I jolt awake, heart pounding. The ghosts of my nightmare fade as I orient myself - just the same old bedroom. My t-shirt is drenched in a cold sweat.
Ever since that day at the grocery store, the dreams have gotten worse. I relive the awkward encounter with that girl, except this time my anxieties warp it into something uglier. In the dream, she points and laughs in my face when I try to speak. Her hazel eyes turn cruel and mocking. My courage shrivels.
I shake my head, trying to clear the unsettled feeling. Can't a guy even find peace in sleep? The glowing 4:00 AM on my clock taunts me - no point trying to rest again. I limply get up to start my day. Might as well see if any new games have updated.
I boot up my computer, but struggle to lose myself in the virtual worlds today. My avatar dies repeatedly as my mind wanders. I keep replaying the grocery store scene on loop. Where did I go wrong? Should I have said something different? Not that it matters now.
A hollow sensation spreads through my chest. I thought I'd made peace being a loner, but lately dissatisfaction gnaws at me. I distract myself with a bowl of stale cereal, letting the crunch drown out my thoughts. But when I return to my desk, the darkness creeps back in.
My cursor hovers over a social media tab - a portal into the living, breathing world I've walled off. Before I can think twice, I click it and scroll through the feeds. So many smiling faces, group photos, plans being made. Pangs of FOMO and sadness flare up as I click away.
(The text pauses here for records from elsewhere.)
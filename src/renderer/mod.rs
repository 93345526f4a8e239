//! Rendering module
//!
//! Games fill a `DrawList`; on the web it is painted with Canvas 2D.

pub mod draw;
pub mod shapes;

#[cfg(target_arch = "wasm32")]
pub mod canvas;

pub use draw::{Align, Color, DrawCmd, DrawList, colors};

use glam::Vec2;

/// Uniform scale + offset that letterboxes a logical view into a screen
#[derive(Debug, Clone, Copy, PartialEq)]
pub struct Viewport {
    pub scale: f32,
    pub offset: Vec2,
}

impl Viewport {
    pub fn fit(view: Vec2, screen: Vec2) -> Self {
        if view.x <= 0.0 || view.y <= 0.0 {
            return Self {
                scale: 1.0,
                offset: Vec2::ZERO,
            };
        }
        let scale = (screen.x / view.x).min(screen.y / view.y);
        let offset = (screen - view * scale) * 0.5;
        Self { scale, offset }
    }

    /// Screen pixels back to logical coordinates
    pub fn to_logical(&self, screen: Vec2) -> Vec2 {
        (screen - self.offset) / self.scale
    }
}

#[cfg(test)]
mod tests {
    use super::*;

    #[test]
    fn test_viewport_letterbox() {
        let vp = Viewport::fit(Vec2::new(100.0, 200.0), Vec2::new(400.0, 400.0));
        assert_eq!(vp.scale, 2.0);
        assert_eq!(vp.offset, Vec2::new(100.0, 0.0));
        assert_eq!(vp.to_logical(Vec2::new(100.0, 0.0)), Vec2::ZERO);
        assert_eq!(vp.to_logical(Vec2::new(300.0, 400.0)), Vec2::new(100.0, 200.0));
    }
}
The day drags as I zone out watching meaningless videos rather than gaming. I keep glancing at my silent phone, though I never message anyone first. When fatigue finally forces me into bed, I feel a weight pressing down on my chest, making it hard to breathe.
Was I always this lonely? When did malaise replace passion and curiosity? My 20s are slipping away in this hermit crab shell existence. As I stare up at the ceiling waiting for sleep, a single tear rolls down my cheek. I hurriedly wipe it away. Crying over loneliness seems so pathetic. Tomorrow I'll play some more immersive games to take my mind off this feeling. I just have to keep distracting myself, I think as I drift off...
But deep down, I know escapism is no cure for the increasing darkness inside me.